= ACTION ITEM =
Starting at the line that contains "juggler, self.jugglers" and ending at the line that contains "path at any time", the lines below are to be given again exactly, with nothing added.

(Records from a data collection)
——
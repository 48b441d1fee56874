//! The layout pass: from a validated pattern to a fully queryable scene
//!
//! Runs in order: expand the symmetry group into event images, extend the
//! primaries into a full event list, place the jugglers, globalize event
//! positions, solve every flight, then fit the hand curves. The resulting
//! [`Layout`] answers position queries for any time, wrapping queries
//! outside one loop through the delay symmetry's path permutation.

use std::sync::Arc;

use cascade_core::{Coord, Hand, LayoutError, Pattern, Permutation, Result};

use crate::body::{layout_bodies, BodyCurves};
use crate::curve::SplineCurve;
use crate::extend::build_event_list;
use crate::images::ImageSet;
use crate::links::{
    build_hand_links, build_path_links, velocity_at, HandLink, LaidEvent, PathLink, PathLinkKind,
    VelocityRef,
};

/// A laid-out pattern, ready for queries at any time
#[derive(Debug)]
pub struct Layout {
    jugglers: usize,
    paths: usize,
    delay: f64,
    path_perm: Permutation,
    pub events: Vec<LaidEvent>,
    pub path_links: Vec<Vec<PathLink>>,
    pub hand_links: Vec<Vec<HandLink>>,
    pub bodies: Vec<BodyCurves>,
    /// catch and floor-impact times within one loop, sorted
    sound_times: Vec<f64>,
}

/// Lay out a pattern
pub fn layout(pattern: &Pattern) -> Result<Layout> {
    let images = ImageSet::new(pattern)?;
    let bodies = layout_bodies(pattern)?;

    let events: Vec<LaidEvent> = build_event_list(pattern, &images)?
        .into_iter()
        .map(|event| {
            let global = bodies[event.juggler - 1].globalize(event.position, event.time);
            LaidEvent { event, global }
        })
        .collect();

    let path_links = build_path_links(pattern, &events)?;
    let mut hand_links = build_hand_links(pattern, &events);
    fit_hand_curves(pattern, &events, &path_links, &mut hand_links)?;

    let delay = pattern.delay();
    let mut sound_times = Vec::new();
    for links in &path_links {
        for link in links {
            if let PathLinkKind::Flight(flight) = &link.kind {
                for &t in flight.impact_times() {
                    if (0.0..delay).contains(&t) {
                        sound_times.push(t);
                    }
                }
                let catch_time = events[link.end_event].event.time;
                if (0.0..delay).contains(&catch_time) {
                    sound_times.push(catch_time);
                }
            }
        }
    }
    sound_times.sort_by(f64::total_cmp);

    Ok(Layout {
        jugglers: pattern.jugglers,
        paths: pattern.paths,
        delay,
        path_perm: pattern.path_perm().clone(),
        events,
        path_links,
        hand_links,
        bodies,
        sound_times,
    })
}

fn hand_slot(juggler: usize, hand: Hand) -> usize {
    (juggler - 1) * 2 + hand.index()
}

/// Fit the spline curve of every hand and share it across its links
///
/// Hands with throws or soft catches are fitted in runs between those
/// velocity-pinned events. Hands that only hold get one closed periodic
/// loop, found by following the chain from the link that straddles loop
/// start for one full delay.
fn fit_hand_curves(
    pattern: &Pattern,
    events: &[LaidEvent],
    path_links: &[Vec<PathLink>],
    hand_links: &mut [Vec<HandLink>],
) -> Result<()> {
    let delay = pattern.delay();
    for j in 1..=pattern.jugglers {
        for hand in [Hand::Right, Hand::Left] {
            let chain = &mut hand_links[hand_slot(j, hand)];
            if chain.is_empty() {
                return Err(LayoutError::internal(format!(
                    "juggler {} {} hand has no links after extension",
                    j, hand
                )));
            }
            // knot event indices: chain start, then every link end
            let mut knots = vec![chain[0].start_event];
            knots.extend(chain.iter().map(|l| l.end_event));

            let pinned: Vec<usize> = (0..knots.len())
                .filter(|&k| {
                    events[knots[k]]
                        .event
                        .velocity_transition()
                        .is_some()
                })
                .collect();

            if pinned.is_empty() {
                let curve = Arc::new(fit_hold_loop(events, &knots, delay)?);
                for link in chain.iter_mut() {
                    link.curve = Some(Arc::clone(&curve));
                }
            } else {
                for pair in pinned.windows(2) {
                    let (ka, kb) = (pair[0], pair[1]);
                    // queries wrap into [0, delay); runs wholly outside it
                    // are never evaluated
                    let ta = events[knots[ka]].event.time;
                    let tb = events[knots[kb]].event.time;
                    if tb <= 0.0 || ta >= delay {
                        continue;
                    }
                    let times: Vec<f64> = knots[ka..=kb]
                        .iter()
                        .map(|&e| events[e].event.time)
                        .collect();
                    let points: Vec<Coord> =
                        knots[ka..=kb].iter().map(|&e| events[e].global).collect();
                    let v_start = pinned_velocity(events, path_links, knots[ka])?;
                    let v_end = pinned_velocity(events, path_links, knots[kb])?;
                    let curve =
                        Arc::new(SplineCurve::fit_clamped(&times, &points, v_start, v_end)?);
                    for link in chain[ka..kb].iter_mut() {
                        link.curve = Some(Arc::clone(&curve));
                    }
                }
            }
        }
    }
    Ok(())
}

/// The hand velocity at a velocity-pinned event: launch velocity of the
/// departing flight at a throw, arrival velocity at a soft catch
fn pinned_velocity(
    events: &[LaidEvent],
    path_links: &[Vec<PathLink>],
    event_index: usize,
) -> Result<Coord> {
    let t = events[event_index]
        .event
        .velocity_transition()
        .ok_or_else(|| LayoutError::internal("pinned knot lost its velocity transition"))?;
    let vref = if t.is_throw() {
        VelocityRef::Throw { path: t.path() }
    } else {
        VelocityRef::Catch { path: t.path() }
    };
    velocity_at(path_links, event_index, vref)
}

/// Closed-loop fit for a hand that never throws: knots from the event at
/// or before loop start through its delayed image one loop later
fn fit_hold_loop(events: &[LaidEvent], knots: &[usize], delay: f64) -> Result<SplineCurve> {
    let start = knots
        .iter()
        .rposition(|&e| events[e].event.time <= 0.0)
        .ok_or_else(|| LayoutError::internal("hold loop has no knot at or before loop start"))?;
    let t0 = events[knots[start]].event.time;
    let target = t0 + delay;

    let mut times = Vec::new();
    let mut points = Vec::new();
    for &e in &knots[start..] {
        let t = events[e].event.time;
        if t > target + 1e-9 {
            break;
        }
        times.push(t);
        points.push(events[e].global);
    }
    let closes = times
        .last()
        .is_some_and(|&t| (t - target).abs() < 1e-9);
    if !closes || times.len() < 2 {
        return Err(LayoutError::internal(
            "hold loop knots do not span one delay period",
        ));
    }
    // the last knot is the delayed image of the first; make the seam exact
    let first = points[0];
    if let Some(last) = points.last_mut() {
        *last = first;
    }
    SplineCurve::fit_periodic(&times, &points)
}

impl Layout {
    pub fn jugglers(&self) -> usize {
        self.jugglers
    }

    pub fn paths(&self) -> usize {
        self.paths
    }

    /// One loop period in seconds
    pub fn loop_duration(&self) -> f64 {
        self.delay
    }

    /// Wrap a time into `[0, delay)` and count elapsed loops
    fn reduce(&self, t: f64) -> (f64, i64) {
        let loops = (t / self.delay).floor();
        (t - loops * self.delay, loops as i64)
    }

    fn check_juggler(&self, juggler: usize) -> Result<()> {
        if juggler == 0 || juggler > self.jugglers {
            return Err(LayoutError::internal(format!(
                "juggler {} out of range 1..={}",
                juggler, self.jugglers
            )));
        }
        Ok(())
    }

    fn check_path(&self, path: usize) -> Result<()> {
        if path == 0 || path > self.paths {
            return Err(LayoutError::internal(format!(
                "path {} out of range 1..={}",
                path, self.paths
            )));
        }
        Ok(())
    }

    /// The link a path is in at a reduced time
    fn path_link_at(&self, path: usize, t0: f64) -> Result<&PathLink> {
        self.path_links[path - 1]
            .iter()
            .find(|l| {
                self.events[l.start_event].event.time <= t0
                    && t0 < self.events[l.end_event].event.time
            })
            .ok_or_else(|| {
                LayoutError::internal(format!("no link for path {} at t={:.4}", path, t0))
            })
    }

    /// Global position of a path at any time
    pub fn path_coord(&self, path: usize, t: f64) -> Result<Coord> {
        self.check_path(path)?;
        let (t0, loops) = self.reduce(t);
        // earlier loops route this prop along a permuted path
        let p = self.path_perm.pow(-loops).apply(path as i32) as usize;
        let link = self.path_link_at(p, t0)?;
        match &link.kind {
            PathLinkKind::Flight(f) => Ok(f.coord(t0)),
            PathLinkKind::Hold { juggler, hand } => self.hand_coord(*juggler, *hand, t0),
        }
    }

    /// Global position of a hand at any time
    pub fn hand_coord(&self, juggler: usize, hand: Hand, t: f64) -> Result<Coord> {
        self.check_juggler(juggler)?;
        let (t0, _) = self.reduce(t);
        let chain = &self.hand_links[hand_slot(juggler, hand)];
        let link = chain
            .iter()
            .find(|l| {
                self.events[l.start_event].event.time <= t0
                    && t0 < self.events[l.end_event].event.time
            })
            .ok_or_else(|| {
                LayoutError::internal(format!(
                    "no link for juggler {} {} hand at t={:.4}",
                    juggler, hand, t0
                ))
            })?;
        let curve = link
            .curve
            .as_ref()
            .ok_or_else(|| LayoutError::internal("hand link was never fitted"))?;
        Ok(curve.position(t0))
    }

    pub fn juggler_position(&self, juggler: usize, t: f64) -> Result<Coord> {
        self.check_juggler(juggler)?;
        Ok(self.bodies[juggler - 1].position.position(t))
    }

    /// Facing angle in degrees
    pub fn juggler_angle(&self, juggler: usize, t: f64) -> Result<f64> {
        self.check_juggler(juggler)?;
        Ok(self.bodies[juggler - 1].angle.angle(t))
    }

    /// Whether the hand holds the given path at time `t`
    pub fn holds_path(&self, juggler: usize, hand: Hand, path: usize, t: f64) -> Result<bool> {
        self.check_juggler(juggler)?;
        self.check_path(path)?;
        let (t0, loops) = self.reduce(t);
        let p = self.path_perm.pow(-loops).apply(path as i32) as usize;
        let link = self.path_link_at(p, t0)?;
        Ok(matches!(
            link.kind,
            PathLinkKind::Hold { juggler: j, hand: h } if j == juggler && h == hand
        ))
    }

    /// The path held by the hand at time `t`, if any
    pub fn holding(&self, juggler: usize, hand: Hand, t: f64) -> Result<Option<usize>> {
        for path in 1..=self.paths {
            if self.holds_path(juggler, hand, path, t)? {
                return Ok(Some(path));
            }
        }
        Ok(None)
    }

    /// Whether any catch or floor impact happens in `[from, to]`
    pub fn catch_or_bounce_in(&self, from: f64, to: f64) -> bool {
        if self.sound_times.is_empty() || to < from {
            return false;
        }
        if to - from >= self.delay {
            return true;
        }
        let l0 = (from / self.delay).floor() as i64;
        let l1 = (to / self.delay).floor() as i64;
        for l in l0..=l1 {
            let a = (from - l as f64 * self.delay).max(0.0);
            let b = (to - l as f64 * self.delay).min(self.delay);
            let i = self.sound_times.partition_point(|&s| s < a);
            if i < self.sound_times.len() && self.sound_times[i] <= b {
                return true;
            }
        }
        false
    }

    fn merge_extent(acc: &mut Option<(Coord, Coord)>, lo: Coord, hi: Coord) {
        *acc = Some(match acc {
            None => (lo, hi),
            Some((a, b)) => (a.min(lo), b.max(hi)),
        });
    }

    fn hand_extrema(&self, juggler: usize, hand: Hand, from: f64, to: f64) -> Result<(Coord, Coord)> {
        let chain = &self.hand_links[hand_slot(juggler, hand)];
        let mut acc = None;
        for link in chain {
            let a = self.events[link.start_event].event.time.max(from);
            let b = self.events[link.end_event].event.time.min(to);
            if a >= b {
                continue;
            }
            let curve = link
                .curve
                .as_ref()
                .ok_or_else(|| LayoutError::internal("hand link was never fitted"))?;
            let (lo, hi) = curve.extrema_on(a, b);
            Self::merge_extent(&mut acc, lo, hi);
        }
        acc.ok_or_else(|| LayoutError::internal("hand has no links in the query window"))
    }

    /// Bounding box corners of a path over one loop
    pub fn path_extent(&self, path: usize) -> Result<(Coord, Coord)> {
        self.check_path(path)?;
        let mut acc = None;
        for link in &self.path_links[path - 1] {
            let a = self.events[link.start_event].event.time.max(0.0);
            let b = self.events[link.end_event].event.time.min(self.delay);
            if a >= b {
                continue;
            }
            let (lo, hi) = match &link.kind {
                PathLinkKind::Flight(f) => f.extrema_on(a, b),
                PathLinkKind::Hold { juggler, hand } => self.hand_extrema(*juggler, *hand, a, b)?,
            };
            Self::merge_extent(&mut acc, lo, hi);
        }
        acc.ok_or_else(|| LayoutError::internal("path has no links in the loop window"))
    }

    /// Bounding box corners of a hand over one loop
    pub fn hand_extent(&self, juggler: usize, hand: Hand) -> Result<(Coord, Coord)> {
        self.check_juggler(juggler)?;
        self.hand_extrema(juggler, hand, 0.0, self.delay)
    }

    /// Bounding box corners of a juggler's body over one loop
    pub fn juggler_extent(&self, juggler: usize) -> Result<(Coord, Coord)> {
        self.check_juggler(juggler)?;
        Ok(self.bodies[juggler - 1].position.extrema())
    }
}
——
= RESULT OF THE TASK =
                juggler, self.jugglers
            )));
        }
        Ok(())
    }

    fn check_path(&self, path: usize) -> Result<()> {
        if path == 0 || path > self.paths {
            return Err(LayoutError::internal(format!(
                "path {} out of range 1..={}",
                path, self.paths
            )));
        }
        Ok(())
    }

    /// The link a path is in at a reduced time
    fn path_link_at(&self, path: usize, t0: f64) -> Result<&PathLink> {
        self.path_links[path - 1]
            .iter()
            .find(|l| {
                self.events[l.start_event].event.time <= t0
                    && t0 < self.events[l.end_event].event.time
            })
            .ok_or_else(|| {
                LayoutError::internal(format!("no link for path {} at t={:.4}", path, t0))
            })
    }

    /// Global position of a path at any time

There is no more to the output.